Ogni stagione ha avuto i suoi “tabù” sessuali, che hanno portato a infierire oltre ogni limite consentito su molte pellicole “ree” di aver preteso di  “oltraggiare” quello che veniva considerato il “comune senso del pudore” (che nessuno però ha mai saputo ben individuare in che cosa potesse davvero consistere proprio perché difficilmente definibile e peggio ancora,  universalizzabile, cangiante e mutevole come è sempre stato e soprattutto “variabile” come  i costumi e i tempi a loro volta in costante evoluzione.)

Va da sé, che dietro si celava più che altro una “velata censura” alle idee che venivano promulgate, molto più scomode di qualche immagine licenziosa, ed era sempre disponibile per questo, qualche solerte funzionario pronto a far scattare all’occorrenza denunce e sequestri se i censori non erano stati adeguatamente efficaci con le loro “sforbiciate” e i loro divieti, nella preventiva valutazione a cui venivano sottoposte le pellicole prima di essere “immesse” sul mercato distributivo.

Giochi di notte (Nattlek in originale) di Mai Zetterling del 1966, è stato in questo senso uno dei casi più eclatanti (un film discutibile ma coraggioso, che dice molte cose ad alta voce e senza paura di scandalizzare come scrisse a suo tempo Gaetano Strazzulla subito dopo la contestata presentazione del film alla Mostra del cinema di Venezia di quell’anno, e c’è da crederlo sulla parola visto che è stato uno della ristretta cerchia che ha potuto visionarlo nella sua integrità).

Di ciò che accadde in tale circostanza, ho già avuto modo di accennare qualcosa quando ho parlato de Gli amorosi, prima fatica della Zetterling di due anni antecedente, anch’esso fortemente e ingiustamente “ridimensionato” dagli interventi censori dell’epoca.

Credo che valga comunque la pena di riportare di nuovo qui di seguito proprio ciò che di singolare si verificò  a proposito di una pellicola certamente in forte odore di “peccato” come questa (“scabrosa” oltre ogni limite del consentito, così la definirono i nostri recensori più osservanti) che fu persino pesantemente osteggiata per la sua provocatorietà scandalosa alla Mostra del Cinema di quell’anno, terreno di norma “più neutro” (era stata selezionata in concorso sotto la attenta guida di Luigi Chiarini, da una seria e collaudata compagine di esperti formata da Giulio Cesare Castello, G.B. Cavallaro, Tullio Kezich e Leo Pestelli che non furono però sufficienti  a salvarla dagli strali del perbenismo di facciata dei benpensanti) tanto che per non turbare il comune senso del pudore dei normali spettatori in sala, (quanta ipocrisia ci sta dietro a tutto questo!!!!) si fu costretti a proiettarla anche lì a “porte chiuse” solo per giuria e giornalisti, e questo semplicemente - o a causa - di una scena di masturbazione (che non sapremo mai, noi comuni mortali, come era davvero fatta, perché nella copia italiana poi passata per le sale, ridotta da 105’ a 96’, non ne è rimasta  traccia alcuna).

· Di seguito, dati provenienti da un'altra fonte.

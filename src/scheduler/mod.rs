//! Background jobs.
//!
//! One job today: the recurring card duplication, run on
//! `scheduler.recurring_cron` (six fields, UTC).

use serde::Serialize;
use std::sync::atomic::{AtomicBool, Ordering};
use tokio_cron_scheduler::{Job, JobScheduler, JobSchedulerError};

use crate::config;
use crate::services::recurring_service::{self, LastRun};
use crate::services::RecurringService;

static RUNNING: AtomicBool = AtomicBool::new(false);

#[derive(Debug, Clone, Serialize)]
#[serde(rename_all = "camelCase")]
pub struct SchedulerStatus {
    pub enabled: bool,
    pub running: bool,
    pub recurring_cron: String,
    pub last_run: Option<LastRun>,
}

pub fn status() -> SchedulerStatus {
    let settings = &config::config().scheduler;
    SchedulerStatus {
        enabled: settings.enabled,
        running: RUNNING.load(Ordering::Relaxed),
        recurring_cron: settings.recurring_cron.clone(),
        last_run: recurring_service::last_run(),
    }
}

/// Run the recurring job once, logging instead of failing
pub async fn run_recurring_job() {
    let result = match RecurringService::new().await {
        Ok(service) => service.run().await,
        Err(e) => Err(e),
    };

    match result {
        Ok(report) => tracing::info!(
            "Recurring job finished: {} boards, {} duplicated, {} failed",
            report.boards,
            report.duplicated,
            report.failed
        ),
        Err(e) => tracing::error!("Recurring job failed: {}", e.message()),
    }
}

/// Start the scheduler when enabled. The caller owns the handle and shuts it down.
pub async fn start() -> Result<Option<JobScheduler>, JobSchedulerError> {
    let settings = &config::config().scheduler;
    if !settings.enabled {
        tracing::info!("Scheduler disabled");
        return Ok(None);
    }

    let scheduler = JobScheduler::new().await?;

    let job = Job::new_async(settings.recurring_cron.as_str(), |_uuid, _lock| {
        Box::pin(async move {
            tracing::info!("Running recurring card job");
            run_recurring_job().await;
        })
    })?;

    scheduler.add(job).await?;
    scheduler.start().await?;
    RUNNING.store(true, Ordering::Relaxed);

    tracing::info!("Scheduler started, recurring cards on '{}' (UTC)", settings.recurring_cron);

    Ok(Some(scheduler))
}

/// Stop a scheduler returned by [`start`]
pub async fn stop(mut scheduler: JobScheduler) {
    if let Err(e) = scheduler.shutdown().await {
        tracing::warn!("Scheduler shutdown failed: {}", e);
    }
    RUNNING.store(false, Ordering::Relaxed);
}

#[cfg(test)]
mod tests {
    use super::*;

    #[test]
    fn status_reflects_config_before_start() {
        let status = status();
        assert!(!status.running);
        assert_eq!(status.recurring_cron, config::config().scheduler.recurring_cron);
    }
}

Poiché una “masturbazione” per quanto dettagliata non può durare così a lungo soprattutto cinematograficamente parlando, è chiaro che gli interventi censori non si limitarono solo a quell’episodio e che di conseguenza ciò che fu distribuito in visione fu fortemente rimaneggiato, così da alterarne profondamente la fisionomia e il senso, il che rende difficile anche esprimere una valutazione “oggettiva” di fronte a una pellicola tanto martoriata e “distorta”.

Certamente per quel che si può vedere, rispetto a Gli amorosi risulterebbe (il condizionale è d’obbligo) un po’ meno compatta, e soprattutto un po’ più ossessivamente concentrata sui problemi psicologici strettamente legati al sesso, con un voyeurismo forse davvero un tantino insistito (anche se adesso l’insieme può sembrare tutto sommato molto casto e soprattutto tutt’altro che “disturbante”).

Mai come in questo caso allora, è necessario rapportare il film al periodo e al “clima” dei tempi in cui è stato pensato e girato, poiché occorre sempre tener presente che il cinema (come ogni altra opera più o meno artistica, ma non solo) è il prodotto di una certa società e non lo si può mai giudicare in astratto, senza prima averne analizzato (valutato) le componenti economiche, politiche, industriali e sociali (Flavio Ruffatto) che lo hanno generato. Nel caso specifico è  certamente prioritario l’aspetto “sociale” dell’opera (in relazione alla sua evoluzione ovviamente) che va sottolineato, e credo che proprio se si tiene conto di un’ ottica di questo tipo (il  tentativo fruttuoso di spostare in avanti la disponibilità ad accettare e confrontarsi con certe tematiche un po’ “sgradevoli”) ci è più facile riconoscere alla regista per lo meno il merito di aver tentato di “aprire le menti” davanti a problemi nascosti, ma terribilmente “castranti”, mantenuti segreti dal ferreo bigottismo oscurantista della morale imperante.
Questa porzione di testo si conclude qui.